ABOUT THIS TASK:
Among the records that follow, find the line with "the whole process." and the line with "std::fs::create_dir_all(&log_dir)". Set down those lines and all lines between them exactly, without adding anything.

Items listed in a dataset:
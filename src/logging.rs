//! File logging under `<data-dir>/logs`.
//!
//! The terminal view owns stdout/stderr while it runs, so log output goes to
//! rotating files only.

use anyhow::{Context, Result};
use flexi_logger::{Cleanup, Criterion, FileSpec, Logger, LoggerHandle, Naming};
use std::path::Path;

const LOG_FILE_BASENAME: &str = "agenda";
const MAX_LOG_FILE_SIZE_BYTES: u64 = 2 * 1024 * 1024;
const MAX_LOG_FILES: usize = 3;

/// Starts file logging. Keep the returned handle alive for the whole process.
pub fn init_logging(level: &str, data_dir: &Path) -> Result<LoggerHandle> {
    let level = normalize_level(level)?;
    let log_dir = data_dir.join("logs");
    std::fs::create_dir_all(&log_dir)
        .with_context(|| format!("failed to create log directory {}", log_dir.display()))?;

    let handle = Logger::try_with_str(level)
        .with_context(|| format!("invalid log level `{level}`"))?
        .log_to_file(
            FileSpec::default()
                .directory(log_dir.as_path())
                .basename(LOG_FILE_BASENAME),
        )
        .rotate(
            Criterion::Size(MAX_LOG_FILE_SIZE_BYTES),
            Naming::Numbers,
            Cleanup::KeepLogFiles(MAX_LOG_FILES),
        )
        .append()
        .format_for_files(flexi_logger::detailed_format)
        .start()
        .context("failed to start logger")?;

    log::info!(
        "agenda {} started, data dir {}",
        env!("CARGO_PKG_VERSION"),
        data_dir.display()
    );
    Ok(handle)
}

fn normalize_level(level: &str) -> Result<&'static str> {
    match level.trim().to_ascii_lowercase().as_str() {
        "trace" => Ok("trace"),
        "debug" => Ok("debug"),
        "info" => Ok("info"),
        "warn" | "warning" => Ok("warn"),
        "error" => Ok("error"),
        "off" => Ok("off"),
        other => anyhow::bail!(
            "unsupported log level `{other}`; expected trace|debug|info|warn|error|off"
        ),
    }
}
use crate::data::day_key::DayKey;
use std::collections::HashMap;

/// Per-cell stacks of earlier note text, keyed by the month index that was
/// active when the edit happened and the edited day.
///
/// In-memory only and unbounded; it lives as long as the session.
#[derive(Debug, Default)]
pub struct UndoHistory {
    stacks: HashMap<(usize, DayKey), Vec<String>>,
}

impl UndoHistory {
    pub fn new() -> Self {
        Self::default()
    }

    pub fn push(&mut self, month_index: usize, key: DayKey, previous_text: &str) {
        self.stacks
            .entry((month_index, key))
            .or_default()
            .push(previous_text.to_string());
    }

    /// Removes and returns the most recent snapshot, or `None` when there is
    /// nothing to undo.
    pub fn pop_restore(&mut self, month_index: usize, key: DayKey) -> Option<String> {
        let stack = self.stacks.get_mut(&(month_index, key))?;
        let text = stack.pop();
        if stack.is_empty() {
            self.stacks.remove(&(month_index, key));
        }
        text
    }

    #[cfg(test)]
    pub fn clear(&mut self, month_index: usize, key: DayKey) {
        self.stacks.remove(&(month_index, key));
    }

    #[cfg(test)]
    pub fn depth(&self, month_index: usize, key: DayKey) -> usize {
        self.stacks
            .get(&(month_index, key))
            .map(Vec::len)
            .unwrap_or(0)
    }
}
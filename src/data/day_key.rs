use crate::data::error::PlannerError;
use chrono::NaiveDate;
use serde::{Serialize, Serializer};
use std::fmt;
use std::str::FromStr;

/// The year every planner cell belongs to.
pub const PLANNER_YEAR: i32 = 2025;

/// Identifies one calendar cell of the planner year.
///
/// Only constructible for dates that exist in [`PLANNER_YEAR`], so a `DayKey`
/// in hand is always valid. Ordered by month, then day.
#[derive(Clone, Copy, Debug, PartialEq, Eq, PartialOrd, Ord, Hash)]
pub struct DayKey {
    month: u32,
    day: u32,
}

impl DayKey {
    pub fn new(month: u32, day: u32) -> Result<Self, PlannerError> {
        if NaiveDate::from_ymd_opt(PLANNER_YEAR, month, day).is_none() {
            return Err(PlannerError::InvalidDayKey(format!("{month}_{day}")));
        }
        Ok(DayKey { month, day })
    }

    pub fn month(&self) -> u32 {
        self.month
    }

    pub fn day(&self) -> u32 {
        self.day
    }

    /// Zero-based month index, as used by the active-month record.
    pub fn month_index(&self) -> usize {
        (self.month - 1) as usize
    }

    /// Day 1 of the month with zero-based `month_index` (taken modulo 12).
    pub fn first_of_month(month_index: usize) -> Self {
        DayKey {
            month: (month_index % 12) as u32 + 1,
            day: 1,
        }
    }

    pub fn date(&self) -> NaiveDate {
        // Validated on construction.
        NaiveDate::from_ymd_opt(PLANNER_YEAR, self.month, self.day).unwrap_or_default()
    }

    /// Every day of the planner year in calendar order.
    pub fn all() -> impl Iterator<Item = DayKey> {
        (1..=12).flat_map(|month| {
            (1..=days_in_month(month)).map(move |day| DayKey { month, day })
        })
    }

    /// Every day of one month (1-based) in order. Empty for an invalid month.
    pub fn month_days(month: u32) -> impl Iterator<Item = DayKey> {
        let last = if (1..=12).contains(&month) {
            days_in_month(month)
        } else {
            0
        };
        (1..=last).map(move |day| DayKey { month, day })
    }
}

/// Number of days in `month` (1-based) of the planner year.
pub fn days_in_month(month: u32) -> u32 {
    let next = if month == 12 {
        NaiveDate::from_ymd_opt(PLANNER_YEAR + 1, 1, 1)
    } else {
        NaiveDate::from_ymd_opt(PLANNER_YEAR, month + 1, 1)
    };
    match (next, NaiveDate::from_ymd_opt(PLANNER_YEAR, month, 1)) {
        (Some(n), Some(first)) => n.signed_duration_since(first).num_days() as u32,
        _ => 0,
    }
}

impl fmt::Display for DayKey {
    fn fmt(&self, f: &mut fmt::Formatter<'_>) -> fmt::Result {
        write!(f, "{}_{}", self.month, self.day)
    }
}

impl FromStr for DayKey {
    type Err = PlannerError;

    /// Parses the `{month}_{day}` form used by the notes record.
    fn from_str(s: &str) -> Result<Self, Self::Err> {
        let invalid = || PlannerError::InvalidDayKey(s.to_string());
        let (month, day) = s.trim().split_once('_').ok_or_else(invalid)?;
        let month: u32 = month.parse().map_err(|_| invalid())?;
        let day: u32 = day.parse().map_err(|_| invalid())?;
        DayKey::new(month, day).map_err(|_| invalid())
    }
}

impl Serialize for DayKey {
    fn serialize<S: Serializer>(&self, serializer: S) -> Result<S::Ok, S::Error> {
        serializer.collect_str(self)
    }
}

#[cfg(test)]
mod tests {
    use super::*;

    #[test]
    fn test_new_accepts_valid_dates() {
        let key = DayKey::new(3, 15).unwrap();
        assert_eq!(key.month(), 3);
        assert_eq!(key.day(), 15);
        assert_eq!(key.month_index(), 2);
    }

    #[test]
    fn test_new_rejects_impossible_dates() {
        assert!(DayKey::new(2, 29).is_err()); // 2025 is not a leap year
        assert!(DayKey::new(4, 31).is_err());
        assert!(DayKey::new(13, 1).is_err());
        assert!(DayKey::new(0, 1).is_err());
        assert!(DayKey::new(1, 0).is_err());
    }

    #[test]
    fn test_display_uses_unpadded_underscore_form() {
        assert_eq!(DayKey::new(3, 5).unwrap().to_string(), "3_5");
        assert_eq!(DayKey::new(12, 25).unwrap().to_string(), "12_25");
    }

    #[test]
    fn test_parse_round_trips_display() {
        let key: DayKey = "11_15".parse().unwrap();
        assert_eq!(key, DayKey::new(11, 15).unwrap());
    }

    #[test]
    fn test_parse_rejects_malformed() {
        assert!("3-15".parse::<DayKey>().is_err());
        assert!("3_".parse::<DayKey>().is_err());
        assert!("x_1".parse::<DayKey>().is_err());
        assert!("2_30".parse::<DayKey>().is_err());
        assert!("".parse::<DayKey>().is_err());
    }

    #[test]
    fn test_all_yields_365_days_in_order() {
        let days: Vec<DayKey> = DayKey::all().collect();
        assert_eq!(days.len(), 365);
        assert_eq!(days[0], DayKey::new(1, 1).unwrap());
        assert_eq!(days[364], DayKey::new(12, 31).unwrap());
        assert!(days.windows(2).all(|w| w[0] < w[1]));
    }

    #[test]
    fn test_first_of_month() {
        assert_eq!(DayKey::first_of_month(0), DayKey::new(1, 1).unwrap());
        assert_eq!(DayKey::first_of_month(11), DayKey::new(12, 1).unwrap());
    }

    #[test]
    fn test_days_in_month() {
        assert_eq!(days_in_month(1), 31);
        assert_eq!(days_in_month(2), 28);
        assert_eq!(days_in_month(4), 30);
        assert_eq!(days_in_month(12), 31);
    }

    #[test]
    fn test_month_days_invalid_month_is_empty() {
        assert_eq!(DayKey::month_days(13).count(), 0);
        assert_eq!(DayKey::month_days(2).count(), 28);
    }

    #[test]
    fn test_serializes_as_string_map_key() {
        let mut map = std::collections::BTreeMap::new();
        map.insert(DayKey::new(3, 15).unwrap(), "Dentist 3pm".to_string());
        let json = serde_json::to_string(&map).unwrap();
        assert_eq!(json, r#"{"3_15":"Dentist 3pm"}"#);
    }
}
use crate::data::error::PlannerError;

pub const MONTH_COUNT: usize = 12;

type Listener = Box<dyn FnMut(usize)>;

/// The month (0-based) the user is looking at.
#[derive(Default)]
pub struct ActiveMonthTracker {
    index: usize,
    listeners: Vec<Listener>,
}

impl ActiveMonthTracker {
    #[cfg(test)]
    pub fn new(index: usize) -> Result<Self, PlannerError> {
        let mut tracker = Self::default();
        tracker.set(index as i64)?;
        Ok(tracker)
    }

    pub fn get(&self) -> usize {
        self.index
    }

    /// Returns whether the index changed. Listeners only hear about changes.
    pub fn set(&mut self, index: i64) -> Result<bool, PlannerError> {
        if !(0..MONTH_COUNT as i64).contains(&index) {
            return Err(PlannerError::OutOfRange(index));
        }
        let index = index as usize;
        if index == self.index {
            return Ok(false);
        }
        self.index = index;
        for listener in &mut self.listeners {
            listener(index);
        }
        Ok(true)
    }

    pub fn subscribe(&mut self, listener: impl FnMut(usize) + 'static) {
        self.listeners.push(Box::new(listener));
    }
}

impl std::fmt::Debug for ActiveMonthTracker {
    fn fmt(&self, f: &mut std::fmt::Formatter<'_>) -> std::fmt::Result {
        f.debug_struct("ActiveMonthTracker")
            .field("index", &self.index)
            .field("listeners", &self.listeners.len())
            .finish()
    }
}

pub fn month_name(index: usize) -> &'static str {
    match index {
        0 => "Janeiro",
        1 => "Fevereiro",
        2 => "Março",
        3 => "Abril",
        4 => "Maio",
        5 => "Junho",
        6 => "Julho",
        7 => "Agosto",
        8 => "Setembro",
        9 => "Outubro",
        10 => "Novembro",
        11 => "Dezembro",
        _ => "Unknown",
    }
}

EXPECTED OUTPUT:
/// Starts file logging. Keep the returned handle alive for the whole process.
pub fn init_logging(level: &str, data_dir: &Path) -> Result<LoggerHandle> {
    let level = normalize_level(level)?;
    let log_dir = data_dir.join("logs");
    std::fs::create_dir_all(&log_dir)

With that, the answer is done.